Information:
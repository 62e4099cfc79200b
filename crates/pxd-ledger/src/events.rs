//! Ledger events.
//!
//! Every successful mutation appends one or more [`LedgerRecord`]s to an
//! internal outbox.  Callers collect them with
//! [`TradeLedger::drain_events`](crate::TradeLedger::drain_events) and decide
//! where they go (notification bus, audit log).  A failed operation never
//! leaves records behind.

use chrono::{DateTime, Utc};
use serde::{Deserialize, Serialize};

use crate::money::Micros;
use crate::types::{AccountId, Actor, OfferId, Resolution, Side, TradeId};

#[derive(Copy, Clone, Debug, PartialEq, Eq, Serialize, Deserialize)]
#[serde(rename_all = "snake_case")]
pub enum CancelReason {
    /// Inactivity timeout.
    Expired,
    /// Buyer backed out before paying.
    BuyerCancelled,
}

#[derive(Clone, Debug, PartialEq, Eq, Serialize, Deserialize)]
#[serde(tag = "type", rename_all = "snake_case")]
pub enum LedgerEvent {
    AccountOpened {
        account: AccountId,
    },
    Deposited {
        account: AccountId,
        amount: Micros,
    },
    Withdrawn {
        account: AccountId,
        amount: Micros,
    },
    OfferPosted {
        offer: OfferId,
        owner: AccountId,
        side: Side,
        amount: Micros,
        price: Micros,
    },
    OfferClosed {
        offer: OfferId,
        released: Micros,
    },
    TradeOpened {
        trade: TradeId,
        offer: OfferId,
        buyer: AccountId,
        seller: AccountId,
        amount: Micros,
        fiat_value: Micros,
    },
    TradePaid {
        trade: TradeId,
    },
    TradeCompleted {
        trade: TradeId,
        buyer_credit: Micros,
        commission: Micros,
    },
    TradeCancelled {
        trade: TradeId,
        reason: CancelReason,
        charged_to: AccountId,
    },
    DisputeOpened {
        trade: TradeId,
        opened_by: Actor,
    },
    DisputeResolved {
        trade: TradeId,
        resolution: Resolution,
    },
    AccountSuspended {
        account: AccountId,
        until: DateTime<Utc>,
    },
    SuspensionLifted {
        account: AccountId,
    },
    MessagePosted {
        trade: TradeId,
        sender: Actor,
        text: String,
    },
}

impl LedgerEvent {
    /// Stable upper-case tag, used as the audit `event_type`.
    pub fn kind(&self) -> &'static str {
        match self {
            Self::AccountOpened { .. } => "ACCOUNT_OPENED",
            Self::Deposited { .. } => "DEPOSITED",
            Self::Withdrawn { .. } => "WITHDRAWN",
            Self::OfferPosted { .. } => "OFFER_POSTED",
            Self::OfferClosed { .. } => "OFFER_CLOSED",
            Self::TradeOpened { .. } => "TRADE_OPENED",
            Self::TradePaid { .. } => "TRADE_PAID",
            Self::TradeCompleted { .. } => "TRADE_COMPLETED",
            Self::TradeCancelled { .. } => "TRADE_CANCELLED",
            Self::DisputeOpened { .. } => "DISPUTE_OPENED",
            Self::DisputeResolved { .. } => "DISPUTE_RESOLVED",
            Self::AccountSuspended { .. } => "ACCOUNT_SUSPENDED",
            Self::SuspensionLifted { .. } => "SUSPENSION_LIFTED",
            Self::MessagePosted { .. } => "MESSAGE_POSTED",
        }
    }

    pub fn trade(&self) -> Option<TradeId> {
        match self {
            Self::TradeOpened { trade, .. }
            | Self::TradePaid { trade }
            | Self::TradeCompleted { trade, .. }
            | Self::TradeCancelled { trade, .. }
            | Self::DisputeOpened { trade, .. }
            | Self::DisputeResolved { trade, .. }
            | Self::MessagePosted { trade, .. } => Some(*trade),
            _ => None,
        }
    }
}

/// One outbox entry.  `seq` is gap-free and starts at 1.
#[derive(Clone, Debug, PartialEq, Eq, Serialize, Deserialize)]
pub struct LedgerRecord {
    pub seq: u64,
    pub at: DateTime<Utc>,
    pub event: LedgerEvent,
}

What you are asked to do:
Write out every entry once more, precisely as it stands.

Exercise output:
repository 62e4099cfc79200b
filename crates/pxd-ledger/src/events.rs
//! Ledger events.
//!
//! Every successful mutation appends one or more [`LedgerRecord`]s to an
//! internal outbox.  Callers collect them with
//! [`TradeLedger::drain_events`](crate::TradeLedger::drain_events) and decide
//! where they go (notification bus, audit log).  A failed operation never
//! leaves records behind.

use chrono::{DateTime, Utc};
use serde::{Deserialize, Serialize};

use crate::money::Micros;
use crate::types::{AccountId, Actor, OfferId, Resolution, Side, TradeId};

#[derive(Copy, Clone, Debug, PartialEq, Eq, Serialize, Deserialize)]
#[serde(rename_all = "snake_case")]
pub enum CancelReason {
    /// Inactivity timeout.
    Expired,
    /// Buyer backed out before paying.
    BuyerCancelled,
}

#[derive(Clone, Debug, PartialEq, Eq, Serialize, Deserialize)]
#[serde(tag = "type", rename_all = "snake_case")]
pub enum LedgerEvent {
    AccountOpened {
        account: AccountId,
    },
    Deposited {
        account: AccountId,
        amount: Micros,
    },
    Withdrawn {
        account: AccountId,
        amount: Micros,
    },
    OfferPosted {
        offer: OfferId,
        owner: AccountId,
        side: Side,
        amount: Micros,
        price: Micros,
    },
    OfferClosed {
        offer: OfferId,
        released: Micros,
    },
    TradeOpened {
        trade: TradeId,
        offer: OfferId,
        buyer: AccountId,
        seller: AccountId,
        amount: Micros,
        fiat_value: Micros,
    },
    TradePaid {
        trade: TradeId,
    },
    TradeCompleted {
        trade: TradeId,
        buyer_credit: Micros,
        commission: Micros,
    },
    TradeCancelled {
        trade: TradeId,
        reason: CancelReason,
        charged_to: AccountId,
    },
    DisputeOpened {
        trade: TradeId,
        opened_by: Actor,
    },
    DisputeResolved {
        trade: TradeId,
        resolution: Resolution,
    },
    AccountSuspended {
        account: AccountId,
        until: DateTime<Utc>,
    },
    SuspensionLifted {
        account: AccountId,
    },
    MessagePosted {
        trade: TradeId,
        sender: Actor,
        text: String,
    },
}

impl LedgerEvent {
    /// Stable upper-case tag, used as the audit `event_type`.
    pub fn kind(&self) -> &'static str {
        match self {
            Self::AccountOpened { .. } => "ACCOUNT_OPENED",
            Self::Deposited { .. } => "DEPOSITED",
            Self::Withdrawn { .. } => "WITHDRAWN",
            Self::OfferPosted { .. } => "OFFER_POSTED",
            Self::OfferClosed { .. } => "OFFER_CLOSED",
            Self::TradeOpened { .. } => "TRADE_OPENED",
            Self::TradePaid { .. } => "TRADE_PAID",
            Self::TradeCompleted { .. } => "TRADE_COMPLETED",
            Self::TradeCancelled { .. } => "TRADE_CANCELLED",
            Self::DisputeOpened { .. } => "DISPUTE_OPENED",
            Self::DisputeResolved { .. } => "DISPUTE_RESOLVED",
            Self::AccountSuspended { .. } => "ACCOUNT_SUSPENDED",
            Self::SuspensionLifted { .. } => "SUSPENSION_LIFTED",
            Self::MessagePosted { .. } => "MESSAGE_POSTED",
        }
    }

    pub fn trade(&self) -> Option<TradeId> {
        match self {
            Self::TradeOpened { trade, .. }
            | Self::TradePaid { trade }
            | Self::TradeCompleted { trade, .. }
            | Self::TradeCancelled { trade, .. }
            | Self::DisputeOpened { trade, .. }
            | Self::DisputeResolved { trade, .. }
            | Self::MessagePosted { trade, .. } => Some(*trade),
            _ => None,
        }
    }
}

/// One outbox entry.  `seq` is gap-free and starts at 1.
#[derive(Clone, Debug, PartialEq, Eq, Serialize, Deserialize)]
pub struct LedgerRecord {
    pub seq: u64,
    pub at: DateTime<Utc>,
    pub event: LedgerEvent,
}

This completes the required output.